Providers must notify health plans and insurers when the new protections apply. If a provider properly obtains a waiver of those protections, the provider must also notify the plan or insurer that the notice and consent criteria have been satisfied and provide a copy of the notice and waiver. A copy should also be provided to the patient.
Providers also must publicly disclose certain information about the new protections and any applicable state requirements related to amounts providers may charge for services. A clear, one-page (front and back) notice needs to be made available and, where applicable, posted prominently where the provider sees patients and on the provider’s public-facing website. The applicable federal Departments will establish a model disclosure notice that providers may choose to use for this purpose. Non-participating providers at a participating facility may coordinate with the facility regarding the posting of the notice. This disclosure requirement does not apply to air ambulance services.

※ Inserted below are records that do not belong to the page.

//! Level data consumed from external loaders and its load-time validation.

use std::collections::HashSet;

use serde::{Deserialize, Serialize};
use thiserror::Error;

use crate::{CellCoord, Direction, DoorType, GridObjectKind};

/// Chant power a door requires when the level data does not say otherwise.
pub const DEFAULT_DOOR_POWER: u32 = 3;

fn default_door_power() -> u32 {
    DEFAULT_DOOR_POWER
}

/// Single element placed on the grid by level data.
#[derive(Clone, Debug, PartialEq, Eq, Serialize, Deserialize)]
pub struct LevelElement {
    /// Cell the element occupies.
    pub position: CellCoord,
    /// Kind of the element.
    pub kind: GridObjectKind,
    /// Initial facing. Meaningful for statues, ghost statues and the spawn point.
    #[serde(default)]
    pub facing: Direction,
    /// Minimum chant power that unlocks the element. Doors only.
    #[serde(default = "default_door_power")]
    pub required_power: u32,
    /// Role of the element. Doors only.
    #[serde(default)]
    pub door_type: DoorType,
}

impl LevelElement {
    /// Creates an element with default door settings.
    #[must_use]
    pub fn new(position: CellCoord, kind: GridObjectKind, facing: Direction) -> Self {
        Self {
            position,
            kind,
            facing,
            required_power: DEFAULT_DOOR_POWER,
            door_type: DoorType::EndDoor,
        }
    }

    /// Creates a door element.
    #[must_use]
    pub fn door(position: CellCoord, door_type: DoorType, required_power: u32) -> Self {
        Self {
            position,
            kind: GridObjectKind::Door,
            facing: Direction::default(),
            required_power,
            door_type,
        }
    }
}

/// Raw level description as produced by an external loader.
#[derive(Clone, Debug, Default, PartialEq, Eq, Serialize, Deserialize)]
pub struct LevelData {
    /// Display name of the level.
    pub name: String,
    /// Number of grid columns.
    pub width: u32,
    /// Number of grid rows.
    pub height: u32,
    /// Whether the level is playable before the previous one is won.
    #[serde(default)]
    pub unlocked: bool,
    /// Dialogue shown when the level starts.
    #[serde(default)]
    pub start_dialogue: Option<String>,
    /// Dialogue shown when the scroll is collected.
    #[serde(default)]
    pub scroll_dialogue: Option<String>,
    /// Elements placed on the grid, in authoring order.
    #[serde(default)]
    pub elements: Vec<LevelElement>,
}

/// Reasons level data may be rejected at load time.
#[derive(Clone, Debug, Error, PartialEq, Eq)]
pub enum LevelError {
    /// One of the grid dimensions is zero or does not fit a coordinate.
    #[error("grid dimensions {width}x{height} are not usable")]
    InvalidDimensions {
        /// Requested number of columns.
        width: u32,
        /// Requested number of rows.
        height: u32,
    },
    /// An element lies outside the grid.
    #[error("element {index} ({kind:?}) at {position} lies outside the grid")]
    OutOfBounds {
        /// Position of the element in the element list.
        index: usize,
        /// Kind of the element.
        kind: GridObjectKind,
        /// Offending position.
        position: CellCoord,
    },
    /// No spawn point was provided.
    #[error("level has no spawn point")]
    MissingSpawnPoint,
    /// More than one spawn point was provided.
    #[error("level has a second spawn point at {position}")]
    DuplicateSpawnPoint {
        /// Position of the extra spawn point.
        position: CellCoord,
    },
    /// Two elements claim the same cell.
    #[error("cell {position} holds more than one element")]
    OverlappingElements {
        /// Contested cell.
        position: CellCoord,
    },
    /// A door can never be powered.
    #[error("door at {position} requires power {required_power}; doors need at least 1")]
    InvalidDoorPower {
        /// Position of the door.
        position: CellCoord,
        /// Requested power.
        required_power: u32,
    },
    /// The player was placed directly instead of through a spawn point.
    #[error("element {index} places a player at {position}; the player appears at the spawn point")]
    ExplicitPlayer {
        /// Position of the element in the element list.
        index: usize,
        /// Offending position.
        position: CellCoord,
    },
}

/// Level data that passed validation and can be entered by the world.
#[derive(Clone, Debug, PartialEq, Eq)]
pub struct Level {
    data: LevelData,
    spawn: CellCoord,
    spawn_facing: Direction,
}

impl Level {
    /// Validates raw level data, failing fast on the first problem found.
    pub fn validate(data: LevelData) -> Result<Self, LevelError> {
        let in_range = |value: u32| value > 0 && i32::try_from(value).is_ok();
        if !in_range(data.width) || !in_range(data.height) {
            return Err(LevelError::InvalidDimensions {
                width: data.width,
                height: data.height,
            });
        }

        let mut spawn: Option<(CellCoord, Direction)> = None;
        let mut claimed: HashSet<CellCoord> = HashSet::with_capacity(data.elements.len());

        for (index, element) in data.elements.iter().enumerate() {
            let position = element.position;
            if !contains(data.width, data.height, position) {
                return Err(LevelError::OutOfBounds {
                    index,
                    kind: element.kind,
                    position,
                });
            }

            match element.kind {
                GridObjectKind::Ground => continue,
                GridObjectKind::Player => {
                    return Err(LevelError::ExplicitPlayer { index, position });
                }
                GridObjectKind::SpawnPoint => {
                    if spawn.is_some() {
                        return Err(LevelError::DuplicateSpawnPoint { position });
                    }
                    spawn = Some((position, element.facing));
                }
                GridObjectKind::Door if element.required_power == 0 => {
                    return Err(LevelError::InvalidDoorPower {
                        position,
                        required_power: element.required_power,
                    });
                }
                _ => {}
            }

            if !claimed.insert(position) {
                return Err(LevelError::OverlappingElements { position });
            }
        }

        let (spawn, spawn_facing) = spawn.ok_or(LevelError::MissingSpawnPoint)?;
        Ok(Self {
            data,
            spawn,
            spawn_facing,
        })
    }

    /// Display name of the level.
    #[must_use]
    pub fn name(&self) -> &str {
        &self.data.name
    }

    /// Number of grid columns.
    #[must_use]
    pub fn width(&self) -> u32 {
        self.data.width
    }

    /// Number of grid rows.
    #[must_use]
    pub fn height(&self) -> u32 {
        self.data.height
    }

    /// Whether the level is playable without winning the previous one.
    #[must_use]
    pub fn unlocked(&self) -> bool {
        self.data.unlocked
    }

    /// Dialogue shown when the level starts.
    #[must_use]
    pub fn start_dialogue(&self) -> Option<&str> {
        self.data.start_dialogue.as_deref()
    }

    /// Dialogue shown when the scroll is collected.
    #[must_use]
    pub fn scroll_dialogue(&self) -> Option<&str> {
        self.data.scroll_dialogue.as_deref()
    }

    /// Validated elements in authoring order.
    #[must_use]
    pub fn elements(&self) -> &[LevelElement] {
        &self.data.elements
    }

    /// Cell and facing the player starts with.
    #[must_use]
    pub fn spawn(&self) -> (CellCoord, Direction) {
        (self.spawn, self.spawn_facing)
    }
}

fn contains(width: u32, height: u32, position: CellCoord) -> bool {
    match (u32::try_from(position.x()), u32::try_from(position.y())) {
        (Ok(x), Ok(y)) => x < width && y < height,
        _ => false,
    }
}

#[cfg(test)]
mod tests {
    use super::*;

    fn spawn_at(x: i32, y: i32) -> LevelElement {
        LevelElement::new(CellCoord::new(x, y), GridObjectKind::SpawnPoint, Direction::Up)
    }

    fn level_with(elements: Vec<LevelElement>) -> LevelData {
        LevelData {
            name: String::from("test"),
            width: 4,
            height: 3,
            elements,
            ..LevelData::default()
        }
    }

    #[test]
    fn accepts_minimal_level() {
        let level = Level::validate(level_with(vec![spawn_at(1, 2)])).expect("valid level");
        assert_eq!(level.spawn(), (CellCoord::new(1, 2), Direction::Up));
        assert_eq!(level.width(), 4);
        assert_eq!(level.height(), 3);
    }

    #[test]
    fn rejects_zero_sized_grid() {
        let mut data = level_with(vec![spawn_at(0, 0)]);
        data.width = 0;
        assert_eq!(
            Level::validate(data),
            Err(LevelError::InvalidDimensions {
                width: 0,
                height: 3
            })
        );
    }

    #[test]
    fn rejects_elements_outside_grid() {
        let wall = LevelElement::new(CellCoord::new(4, 0), GridObjectKind::Wall, Direction::Up);
        assert_eq!(
            Level::validate(level_with(vec![spawn_at(0, 0), wall])),
            Err(LevelError::OutOfBounds {
                index: 1,
                kind: GridObjectKind::Wall,
                position: CellCoord::new(4, 0),
            })
        );

        let negative = LevelElement::new(CellCoord::new(0, -1), GridObjectKind::Wall, Direction::Up);
        assert!(matches!(
            Level::validate(level_with(vec![spawn_at(0, 0), negative])),
            Err(LevelError::OutOfBounds { .. })
        ));
    }

    #[test]
    fn requires_exactly_one_spawn_point() {
        assert_eq!(
            Level::validate(level_with(Vec::new())),
            Err(LevelError::MissingSpawnPoint)
        );
        assert_eq!(
            Level::validate(level_with(vec![spawn_at(0, 0), spawn_at(1, 1)])),
            Err(LevelError::DuplicateSpawnPoint {
                position: CellCoord::new(1, 1)
            })
        );
    }

    #[test]
    fn rejects_overlapping_occupants_but_ignores_ground() {
        let ground = LevelElement::new(CellCoord::new(2, 2), GridObjectKind::Ground, Direction::Up);
        let wall = LevelElement::new(CellCoord::new(2, 2), GridObjectKind::Wall, Direction::Up);
        let statue = LevelElement::new(CellCoord::new(2, 2), GridObjectKind::Statue, Direction::Up);

        assert!(Level::validate(level_with(vec![spawn_at(0, 0), ground, wall.clone()])).is_ok());
        assert_eq!(
            Level::validate(level_with(vec![spawn_at(0, 0), wall, statue])),
            Err(LevelError::OverlappingElements {
                position: CellCoord::new(2, 2)
            })
        );
    }

    #[test]
    fn rejects_unpowerable_doors_and_explicit_players() {
        let door = LevelElement::door(CellCoord::new(3, 0), DoorType::EndDoor, 0);
        assert!(matches!(
            Level::validate(level_with(vec![spawn_at(0, 0), door])),
            Err(LevelError::InvalidDoorPower { .. })
        ));

        let player = LevelElement::new(CellCoord::new(3, 0), GridObjectKind::Player, Direction::Up);
        assert!(matches!(
            Level::validate(level_with(vec![spawn_at(0, 0), player])),
            Err(LevelError::ExplicitPlayer { index: 1, .. })
        ));
    }

    #[test]
    fn level_data_parses_from_toml_with_defaults() {
        let source = r#"
            name = "Courtyard"
            width = 5
            height = 5
            scroll_dialogue = "The wind hums."

            [[elements]]
            position = { x = 0, y = 0 }
            kind = "spawn_point"
            facing = "up"

            [[elements]]
            position = { x = 4, y = 4 }
            kind = "door"

            [[elements]]
            position = { x = 0, y = 4 }
            kind = "door"
            door_type = "begin_door"
            required_power = 2
        "#;

        let data: LevelData = toml::from_str(source).expect("level parses");
        let level = Level::validate(data).expect("level validates");

        assert_eq!(level.name(), "Courtyard");
        assert!(!level.unlocked());
        assert_eq!(level.scroll_dialogue(), Some("The wind hums."));
        assert_eq!(level.elements()[1].required_power, DEFAULT_DOOR_POWER);
        assert_eq!(level.elements()[1].door_type, DoorType::EndDoor);
        assert_eq!(level.elements()[2].door_type, DoorType::BeginDoor);
        assert_eq!(level.elements()[2].required_power, 2);
    }
}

Different government departments will implement programs to audit compliance with the new rules and will establish a coordinated complaint process for individuals to raise issues about compliance. Under this process, the responsible agency will have 60 days to respond to each complaint. In certain instances, civil monetary penalties may be imposed for a failure to comply with the new rules.
Given the looming deadline for compliance, health care providers, plans, and, insurers all need to consider the changes they need to make to comply with the new requirements. Non-participating health care providers that render services at participating health care facilities may seek to coordinate with those facilities in responding to the new guidance.
As with a number of recently introduced requirements, health plan sponsors will need to rely on their insurers and third-party administrators to take measures that allow them to comply. Those measures include calculating QPAs, communicating with providers and plan participants, making denial decisions and (for approved claims) initial payments, and managing or supporting efforts in negotiation and the IDR process. Sponsors of self-funded plans should be discussing these matters with their TPAs and considering changes that they will need to make to plan documents and descriptions. The new guidance contemplates an ongoing responsibility for plan fiduciaries to monitor TPA compliance with the rules.
The new regulations provide only the first installment of guidance under the No Surprises Act. The regulations solicit comments on a number of issues that may lead to additional guidance and, future regulations will address the IDR process for plans and providers to resolve disputes, the patient/provider dispute resolution process, certain transparency requirements, price comparison tools, and the reporting of air ambulance services.